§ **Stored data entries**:
-- Opening Marker --

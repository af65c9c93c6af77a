//! Uniform uploads and readbacks.
//!
//! Array setters take a flat slice. The element count passed to the driver
//! is the number of whole vectors or matrices in the slice; a trailing
//! partial element is not uploaded.

use crate::{
    sys::types::*,
    util::gl_bool,
    Gl,
};
use std::mem;

fn elements<T>(value: &[T], width: usize) -> GLsizei {
    GLsizei::try_from(value.len() / width).unwrap_or(GLsizei::MAX)
}

fn buf_size<T>(params: &[T]) -> GLsizei {
    GLsizei::try_from(mem::size_of_val(params)).unwrap_or(GLsizei::MAX)
}

macro_rules! uniform_values {
    ($(
        $method:ident / $program_method:ident
            => $raw:ident / $program_raw:ident($($arg:ident: $ty:ty),+);
    )*) => {
        impl Gl {
            $(
                pub fn $method(&self, location: GLint, $($arg: $ty),+) {
                    unsafe { self.raw.$raw(location, $($arg),+) }
                }

                pub fn $program_method(&self, program: GLuint, location: GLint, $($arg: $ty),+) {
                    unsafe { self.raw.$program_raw(program, location, $($arg),+) }
                }
            )*
        }
    };
}

macro_rules! uniform_arrays {
    ($(
        $method:ident / $program_method:ident
            => $raw:ident / $program_raw:ident: [$ty:ty; $width:expr];
    )*) => {
        impl Gl {
            $(
                pub fn $method(&self, location: GLint, value: &[$ty]) {
                    unsafe { self.raw.$raw(location, elements(value, $width), value.as_ptr()) }
                }

                pub fn $program_method(&self, program: GLuint, location: GLint, value: &[$ty]) {
                    unsafe {
                        self.raw.$program_raw(
                            program,
                            location,
                            elements(value, $width),
                            value.as_ptr(),
                        )
                    }
                }
            )*
        }
    };
}

macro_rules! uniform_matrices {
    ($(
        $method:ident / $program_method:ident
            => $raw:ident / $program_raw:ident: [$ty:ty; $width:expr];
    )*) => {
        impl Gl {
            $(
                pub fn $method(&self, location: GLint, transpose: bool, value: &[$ty]) {
                    unsafe {
                        self.raw.$raw(
                            location,
                            elements(value, $width),
                            gl_bool(transpose),
                            value.as_ptr(),
                        )
                    }
                }

                pub fn $program_method(
                    &self,
                    program: GLuint,
                    location: GLint,
                    transpose: bool,
                    value: &[$ty],
                ) {
                    unsafe {
                        self.raw.$program_raw(
                            program,
                            location,
                            elements(value, $width),
                            gl_bool(transpose),
                            value.as_ptr(),
                        )
                    }
                }
            )*
        }
    };
}

macro_rules! uniform_getters {
    ($($method:ident / $robust_method:ident => $raw:ident / $robust_raw:ident: $ty:ty;)*) => {
        impl Gl {
            $(
                /// # Safety
                ///
                /// `params` must have room for every component of the
                /// uniform at `location`.
                pub unsafe fn $method(&self, program: GLuint, location: GLint, params: &mut [$ty]) {
                    self.raw.$raw(program, location, params.as_mut_ptr())
                }

                /// Reads the uniform into `params`. The driver writes at most
                /// `params.len()` components.
                pub fn $robust_method(&self, program: GLuint, location: GLint, params: &mut [$ty]) {
                    unsafe {
                        self.raw
                            .$robust_raw(program, location, buf_size(params), params.as_mut_ptr())
                    }
                }
            )*
        }
    };
}

uniform_values! {
    uniform_1f / program_uniform_1f => Uniform1f / ProgramUniform1f(v0: GLfloat);
    uniform_2f / program_uniform_2f => Uniform2f / ProgramUniform2f(v0: GLfloat, v1: GLfloat);
    uniform_3f / program_uniform_3f
        => Uniform3f / ProgramUniform3f(v0: GLfloat, v1: GLfloat, v2: GLfloat);
    uniform_4f / program_uniform_4f
        => Uniform4f / ProgramUniform4f(v0: GLfloat, v1: GLfloat, v2: GLfloat, v3: GLfloat);
    uniform_1d / program_uniform_1d => Uniform1d / ProgramUniform1d(v0: GLdouble);
    uniform_2d / program_uniform_2d => Uniform2d / ProgramUniform2d(v0: GLdouble, v1: GLdouble);
    uniform_3d / program_uniform_3d
        => Uniform3d / ProgramUniform3d(v0: GLdouble, v1: GLdouble, v2: GLdouble);
    uniform_4d / program_uniform_4d
        => Uniform4d / ProgramUniform4d(v0: GLdouble, v1: GLdouble, v2: GLdouble, v3: GLdouble);
    uniform_1i / program_uniform_1i => Uniform1i / ProgramUniform1i(v0: GLint);
    uniform_2i / program_uniform_2i => Uniform2i / ProgramUniform2i(v0: GLint, v1: GLint);
    uniform_3i / program_uniform_3i
        => Uniform3i / ProgramUniform3i(v0: GLint, v1: GLint, v2: GLint);
    uniform_4i / program_uniform_4i
        => Uniform4i / ProgramUniform4i(v0: GLint, v1: GLint, v2: GLint, v3: GLint);
    uniform_1ui / program_uniform_1ui => Uniform1ui / ProgramUniform1ui(v0: GLuint);
    uniform_2ui / program_uniform_2ui => Uniform2ui / ProgramUniform2ui(v0: GLuint, v1: GLuint);
    uniform_3ui / program_uniform_3ui
        => Uniform3ui / ProgramUniform3ui(v0: GLuint, v1: GLuint, v2: GLuint);
    uniform_4ui / program_uniform_4ui
        => Uniform4ui / ProgramUniform4ui(v0: GLuint, v1: GLuint, v2: GLuint, v3: GLuint);
}

uniform_arrays! {
    uniform_1fv / program_uniform_1fv => Uniform1fv / ProgramUniform1fv: [GLfloat; 1];
    uniform_2fv / program_uniform_2fv => Uniform2fv / ProgramUniform2fv: [GLfloat; 2];
    uniform_3fv / program_uniform_3fv => Uniform3fv / ProgramUniform3fv: [GLfloat; 3];
    uniform_4fv / program_uniform_4fv => Uniform4fv / ProgramUniform4fv: [GLfloat; 4];
    uniform_1dv / program_uniform_1dv => Uniform1dv / ProgramUniform1dv: [GLdouble; 1];
    uniform_2dv / program_uniform_2dv => Uniform2dv / ProgramUniform2dv: [GLdouble; 2];
    uniform_3dv / program_uniform_3dv => Uniform3dv / ProgramUniform3dv: [GLdouble; 3];
    uniform_4dv / program_uniform_4dv => Uniform4dv / ProgramUniform4dv: [GLdouble; 4];
    uniform_1iv / program_uniform_1iv => Uniform1iv / ProgramUniform1iv: [GLint; 1];
    uniform_2iv / program_uniform_2iv => Uniform2iv / ProgramUniform2iv: [GLint; 2];
    uniform_3iv / program_uniform_3iv => Uniform3iv / ProgramUniform3iv: [GLint; 3];
    uniform_4iv / program_uniform_4iv => Uniform4iv / ProgramUniform4iv: [GLint; 4];
    uniform_1uiv / program_uniform_1uiv => Uniform1uiv / ProgramUniform1uiv: [GLuint; 1];
    uniform_2uiv / program_uniform_2uiv => Uniform2uiv / ProgramUniform2uiv: [GLuint; 2];
    uniform_3uiv / program_uniform_3uiv => Uniform3uiv / ProgramUniform3uiv: [GLuint; 3];
    uniform_4uiv / program_uniform_4uiv => Uniform4uiv / ProgramUniform4uiv: [GLuint; 4];
}

uniform_matrices! {
    uniform_matrix_2fv / program_uniform_matrix_2fv
        => UniformMatrix2fv / ProgramUniformMatrix2fv: [GLfloat; 4];
    uniform_matrix_3fv / program_uniform_matrix_3fv
        => UniformMatrix3fv / ProgramUniformMatrix3fv: [GLfloat; 9];
    uniform_matrix_4fv / program_uniform_matrix_4fv
        => UniformMatrix4fv / ProgramUniformMatrix4fv: [GLfloat; 16];
    uniform_matrix_2x3fv / program_uniform_matrix_2x3fv
        => UniformMatrix2x3fv / ProgramUniformMatrix2x3fv: [GLfloat; 6];
    uniform_matrix_3x2fv / program_uniform_matrix_3x2fv
        => UniformMatrix3x2fv / ProgramUniformMatrix3x2fv: [GLfloat; 6];
    uniform_matrix_2x4fv / program_uniform_matrix_2x4fv
        => UniformMatrix2x4fv / ProgramUniformMatrix2x4fv: [GLfloat; 8];
    uniform_matrix_4x2fv / program_uniform_matrix_4x2fv
        => UniformMatrix4x2fv / ProgramUniformMatrix4x2fv: [GLfloat; 8];
    uniform_matrix_3x4fv / program_uniform_matrix_3x4fv
        => UniformMatrix3x4fv / ProgramUniformMatrix3x4fv: [GLfloat; 12];
    uniform_matrix_4x3fv / program_uniform_matrix_4x3fv
        => UniformMatrix4x3fv / ProgramUniformMatrix4x3fv: [GLfloat; 12];
    uniform_matrix_2dv / program_uniform_matrix_2dv
        => UniformMatrix2dv / ProgramUniformMatrix2dv: [GLdouble; 4];
    uniform_matrix_3dv / program_uniform_matrix_3dv
        => UniformMatrix3dv / ProgramUniformMatrix3dv: [GLdouble; 9];
    uniform_matrix_4dv / program_uniform_matrix_4dv
        => UniformMatrix4dv / ProgramUniformMatrix4dv: [GLdouble; 16];
    uniform_matrix_2x3dv / program_uniform_matrix_2x3dv
        => UniformMatrix2x3dv / ProgramUniformMatrix2x3dv: [GLdouble; 6];
    uniform_matrix_3x2dv / program_uniform_matrix_3x2dv
        => UniformMatrix3x2dv / ProgramUniformMatrix3x2dv: [GLdouble; 6];
    uniform_matrix_2x4dv / program_uniform_matrix_2x4dv
        => UniformMatrix2x4dv / ProgramUniformMatrix2x4dv: [GLdouble; 8];
    uniform_matrix_4x2dv / program_uniform_matrix_4x2dv
        => UniformMatrix4x2dv / ProgramUniformMatrix4x2dv: [GLdouble; 8];
    uniform_matrix_3x4dv / program_uniform_matrix_3x4dv
        => UniformMatrix3x4dv / ProgramUniformMatrix3x4dv: [GLdouble; 12];
    uniform_matrix_4x3dv / program_uniform_matrix_4x3dv
        => UniformMatrix4x3dv / ProgramUniformMatrix4x3dv: [GLdouble; 12];
}

uniform_getters! {
    get_uniformfv / getn_uniformfv => GetUniformfv / GetnUniformfv: GLfloat;
    get_uniformdv / getn_uniformdv => GetUniformdv / GetnUniformdv: GLdouble;
    get_uniformiv / getn_uniformiv => GetUniformiv / GetnUniformiv: GLint;
    get_uniformuiv / getn_uniformuiv => GetUniformuiv / GetnUniformuiv: GLuint;
}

-- Closing Marker --

The answer must be every line from the records above that contains the word "params", copied in full.

§ **COMPLETED TASK**:
fn buf_size<T>(params: &[T]) -> GLsizei {
    GLsizei::try_from(mem::size_of_val(params)).unwrap_or(GLsizei::MAX)
                /// `params` must have room for every component of the
                pub unsafe fn $method(&self, program: GLuint, location: GLint, params: &mut [$ty]) {
                    self.raw.$raw(program, location, params.as_mut_ptr())
                /// Reads the uniform into `params`. The driver writes at most
                /// `params.len()` components.
                pub fn $robust_method(&self, program: GLuint, location: GLint, params: &mut [$ty]) {
                            .$robust_raw(program, location, buf_size(params), params.as_mut_ptr())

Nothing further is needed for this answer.